ICCB 2023 – Keynote Address by Dr. Melita Samoilys



Communication Manager

Fish, fishers and fisheries! Read this summary of the keynote address of our director, Dr. Melita Samoilys, during the 31st International Conference for Conservation Biology (ICCB). The event was held in Kigali, Rwanda, from July 23 to July 27, 2023.

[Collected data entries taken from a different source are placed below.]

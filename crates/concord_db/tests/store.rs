//! Store-level behaviour: transactions, version numbering, deletion.

use chrono::Utc;
use concord_db::{ConcordDb, DbError, NewContract, NewNotification, NewUser, NewVersion, User};
use concord_ids::{ContractId, FileRef, VersionId};
use concord_lifecycle::{ContractState, ContractStatus, EditLock, NotificationKind};
use std::collections::BTreeSet;
use tempfile::TempDir;

async fn user(db: &ConcordDb, name: &str) -> User {
    db.create_user(&NewUser {
        username: name.to_string(),
        email: format!("{}@example.com", name),
        full_name: None,
        credential: String::new(),
    })
    .await
    .unwrap()
}

async fn seed_contract(db: &ConcordDb, sender: &User, recipient: &User) -> ContractId {
    let now = Utc::now();
    let file_ref = FileRef::generate("deal.pdf");
    let mut tx = db.begin().await.unwrap();
    let contract = tx
        .insert_contract(
            &NewContract {
                title: "Deal".to_string(),
                file_name: "deal.pdf".to_string(),
                file_ref: file_ref.clone(),
                notes: None,
                state: ContractState::submitted(sender.id, recipient.id).unwrap(),
            },
            now,
        )
        .await
        .unwrap();
    tx.append_version(
        &NewVersion {
            contract_id: contract.id,
            file_name: "deal.pdf".to_string(),
            file_ref,
            created_by: sender.id,
            change_notes: None,
        },
        now,
    )
    .await
    .unwrap();
    tx.commit().await.unwrap();
    contract.id
}

#[tokio::test]
async fn test_insert_and_read_back() {
    let db = ConcordDb::open_memory().await.unwrap();
    let alice = user(&db, "alice").await;
    let bob = user(&db, "bob").await;
    let id = seed_contract(&db, &alice, &bob).await;

    let contract = db.get_contract(id).await.unwrap().unwrap();
    assert_eq!(contract.title, "Deal");
    assert_eq!(contract.state.status, ContractStatus::Pending);
    assert_eq!(contract.state.sender_id, alice.id);
    assert!(contract.updated_at.is_none());

    let versions = db.list_versions(id).await.unwrap();
    assert_eq!(versions.len(), 1);
    assert_eq!(versions[0].version_number, 1);
    assert_eq!(versions[0].change_notes.as_deref(), Some("Initial version"));

    assert_eq!(db.list_contracts_for_user(bob.id).await.unwrap().len(), 1);
    let carol = user(&db, "carol").await;
    assert!(db.list_contracts_for_user(carol.id).await.unwrap().is_empty());
}

#[tokio::test]
async fn test_claim_missing_contract() {
    let db = ConcordDb::open_memory().await.unwrap();
    let mut tx = db.begin().await.unwrap();
    assert!(tx.claim_contract(ContractId::new(99)).await.unwrap().is_none());
}

#[tokio::test]
async fn test_save_state_roundtrips_lock_and_flags() {
    let db = ConcordDb::open_memory().await.unwrap();
    let alice = user(&db, "alice").await;
    let bob = user(&db, "bob").await;
    let id = seed_contract(&db, &alice, &bob).await;

    let now = Utc::now();
    let mut tx = db.begin().await.unwrap();
    let mut state = tx.claim_contract(id).await.unwrap().unwrap().state;
    state.lock = Some(EditLock {
        holder: bob.id,
        locked_at: now,
    });
    state.recipient_approved = true;
    state.status = ContractStatus::Approved;
    tx.save_state(id, &state, now).await.unwrap();
    tx.commit().await.unwrap();

    let contract = db.get_contract(id).await.unwrap().unwrap();
    assert_eq!(contract.state.locked_by(), Some(bob.id));
    assert!(contract.state.recipient_approved);
    assert!(!contract.state.sender_approved);
    assert_eq!(contract.state.status, ContractStatus::Approved);
    assert!(contract.updated_at.is_some());
}

#[tokio::test]
async fn test_save_state_rejects_broken_invariants() {
    let db = ConcordDb::open_memory().await.unwrap();
    let alice = user(&db, "alice").await;
    let bob = user(&db, "bob").await;
    let id = seed_contract(&db, &alice, &bob).await;

    let mut tx = db.begin().await.unwrap();
    let mut state = tx.claim_contract(id).await.unwrap().unwrap().state;
    state.status = ContractStatus::Signed;
    let err = tx.save_state(id, &state, Utc::now()).await.unwrap_err();
    assert!(matches!(err, DbError::InvalidState(_)));
}

#[tokio::test]
async fn test_dropped_transaction_rolls_back() {
    let db = ConcordDb::open_memory().await.unwrap();
    let alice = user(&db, "alice").await;
    let bob = user(&db, "bob").await;
    let id = seed_contract(&db, &alice, &bob).await;

    {
        let mut tx = db.begin().await.unwrap();
        tx.append_version(
            &NewVersion {
                contract_id: id,
                file_name: "v2.pdf".to_string(),
                file_ref: FileRef::generate("v2.pdf"),
                created_by: bob.id,
                change_notes: None,
            },
            Utc::now(),
        )
        .await
        .unwrap();
    }

    assert_eq!(db.list_versions(id).await.unwrap().len(), 1);
}

#[tokio::test]
async fn test_versions_are_gapless_and_descending() {
    let db = ConcordDb::open_memory().await.unwrap();
    let alice = user(&db, "alice").await;
    let bob = user(&db, "bob").await;
    let id = seed_contract(&db, &alice, &bob).await;

    for _ in 0..3 {
        let mut tx = db.begin().await.unwrap();
        tx.claim_contract(id).await.unwrap().unwrap();
        tx.append_version(
            &NewVersion {
                contract_id: id,
                file_name: "next.pdf".to_string(),
                file_ref: FileRef::generate("next.pdf"),
                created_by: bob.id,
                change_notes: None,
            },
            Utc::now(),
        )
        .await
        .unwrap();
        tx.commit().await.unwrap();
    }

    let numbers: Vec<i64> = db
        .list_versions(id)
        .await
        .unwrap()
        .iter()
        .map(|v| v.version_number)
        .collect();
    assert_eq!(numbers, vec![4, 3, 2, 1]);

    let latest = &db.list_versions(id).await.unwrap()[0];
    assert_eq!(latest.change_notes.as_deref(), Some("Version 4 edited"));
}

#[tokio::test]
async fn test_get_version_is_scoped_to_contract() {
    let db = ConcordDb::open_memory().await.unwrap();
    let alice = user(&db, "alice").await;
    let bob = user(&db, "bob").await;
    let first = seed_contract(&db, &alice, &bob).await;
    let second = seed_contract(&db, &alice, &bob).await;

    let version = db.list_versions(first).await.unwrap()[0].clone();
    assert!(db.get_version(first, version.id).await.unwrap().is_some());
    assert!(db.get_version(second, version.id).await.unwrap().is_none());
    assert!(db
        .get_version(first, VersionId::new(999))
        .await
        .unwrap()
        .is_none());
}

#[tokio::test]
async fn test_delete_removes_versions_and_orphans_notifications() {
    let db = ConcordDb::open_memory().await.unwrap();
    let alice = user(&db, "alice").await;
    let bob = user(&db, "bob").await;
    let id = seed_contract(&db, &alice, &bob).await;

    let mut tx = db.begin().await.unwrap();
    tx.insert_notification(
        &NewNotification {
            user_id: bob.id,
            contract_id: id,
            kind: NotificationKind::NewContract,
            message: "New contract 'Deal' from alice".to_string(),
        },
        Utc::now(),
    )
    .await
    .unwrap();
    tx.commit().await.unwrap();

    let mut tx = db.begin().await.unwrap();
    let refs = tx.delete_contract(id).await.unwrap();
    tx.commit().await.unwrap();

    // Head and version 1 share the same blob
    assert_eq!(refs.len(), 1);
    assert!(db.get_contract(id).await.unwrap().is_none());
    assert!(db.list_versions(id).await.unwrap().is_empty());

    let inbox = db.list_notifications(bob.id, 20).await.unwrap();
    assert_eq!(inbox.len(), 1);
    assert_eq!(inbox[0].contract_id, id);
}

#[tokio::test]
async fn test_notification_inbox() {
    let db = ConcordDb::open_memory().await.unwrap();
    let alice = user(&db, "alice").await;
    let bob = user(&db, "bob").await;
    let id = seed_contract(&db, &alice, &bob).await;

    let mut tx = db.begin().await.unwrap();
    let mut ids = Vec::new();
    for kind in [NotificationKind::NewContract, NotificationKind::ContractEdited] {
        let n = tx
            .insert_notification(
                &NewNotification {
                    user_id: bob.id,
                    contract_id: id,
                    kind,
                    message: kind.as_str().to_string(),
                },
                Utc::now(),
            )
            .await
            .unwrap();
        ids.push(n.id);
    }
    tx.commit().await.unwrap();

    let inbox = db.list_notifications(bob.id, 20).await.unwrap();
    assert_eq!(inbox[0].id, ids[1], "newest first");
    assert_eq!(db.list_notifications(bob.id, 1).await.unwrap().len(), 1);
    assert_eq!(db.count_unread_notifications(bob.id).await.unwrap(), 2);

    // Someone else's notification is invisible
    assert!(!db.mark_notification_read(alice.id, ids[0]).await.unwrap());
    assert!(db.mark_notification_read(bob.id, ids[0]).await.unwrap());
    assert_eq!(db.count_unread_notifications(bob.id).await.unwrap(), 1);

    assert_eq!(db.mark_all_notifications_read(bob.id).await.unwrap(), 1);
    assert_eq!(db.mark_all_notifications_read(bob.id).await.unwrap(), 0);
    assert_eq!(db.count_unread_notifications(bob.id).await.unwrap(), 0);
}

#[tokio::test(flavor = "multi_thread", worker_threads = 4)]
async fn test_concurrent_appends_never_collide() {
    let tmp = TempDir::new().unwrap();
    let db = ConcordDb::open(tmp.path().join("store.sqlite3")).await.unwrap();
    let alice = user(&db, "alice").await;
    let bob = user(&db, "bob").await;
    let id = seed_contract(&db, &alice, &bob).await;

    let mut handles = Vec::new();
    for i in 0..8 {
        let db = db.clone();
        let author = if i % 2 == 0 { alice.id } else { bob.id };
        handles.push(tokio::spawn(async move {
            let mut tx = db.begin().await?;
            tx.claim_contract(id).await?;
            tx.append_version(
                &NewVersion {
                    contract_id: id,
                    file_name: format!("rev{}.pdf", i),
                    file_ref: FileRef::generate("rev.pdf"),
                    created_by: author,
                    change_notes: None,
                },
                Utc::now(),
            )
            .await?;
            tx.commit().await
        }));
    }
    for handle in handles {
        handle.await.unwrap().unwrap();
    }

    let numbers: BTreeSet<i64> = db
        .list_versions(id)
        .await
        .unwrap()
        .iter()
        .map(|v| v.version_number)
        .collect();
    assert_eq!(numbers, (1..=9).collect::<BTreeSet<_>>());
}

In her keynote address at the just-concluded 2023 International Congress for the Conservation of Biology, CORDIO Director, Dr. Melita Samoilys, spoke about the triple nexus of her research and conservation work in the Indian Ocean: coral reefs, small-scale fisheries, and conservation and policy. With coral reefs a “canary in the coalmine” for climate change, she addressed the need for their rigorous monitoring, presenting a more incisive approach to deriving metrics and indicators for coral reef fishes. Dr. Samoilys further discussed her investigations of local fisheries in Kenya, motivated by the paucity of research on the impact of local fisheries on coral reef fish populations. CORDIO’s exploration of small-scale fisheries has examined the impact of artisanal fishing gears on fish density, confirming pressure on select species, and proposing policy and conservation measures for redress. 

Dr. Samoilys giving her address. (Photo by Jon Paul Rodríguez, IUCN)

Driving home to the call to robust conservation action and policy, Dr. Samoilys mentioned CORDIO’s success with Locally Managed Marine Areas (LMMAs), fishing community sensitization and adoption of species-protective fishing practices, and multistakeholder engagement on issues as varied as the protection of Kenya’s sharks and rays. CORDIO is currently steering the development of a shark conservation strategy for Kenya.

Dr. Samoilys and CORDIO staff during a survey expedition
Discussing fish density indicators at the progress National Coral Reef Assessment workshop.
Dr. Samoilys during a recent fish survey
Fishermen deploying a modified basket trap
Collecting fish data during an ecological survey

“Funding for monitoring is vital. Without monitoring data, we will never know what impact our conservation is having” – Dr. Melita Samoilys, Director, CORDIO East Africa

In closing, Dr. Samoilys affirmed that all was not “doom and gloom’’, particularly with western Indian Ocean coral reefs which appear resilient in several locations. Despite challenges in financing, enforcement and compliance, and in overall capacity, there are promising successes. She also emphasised the importance of ongoing monitoring and the value of historic datasets and the need for more collaboration between academic researchers and conservation practitioners.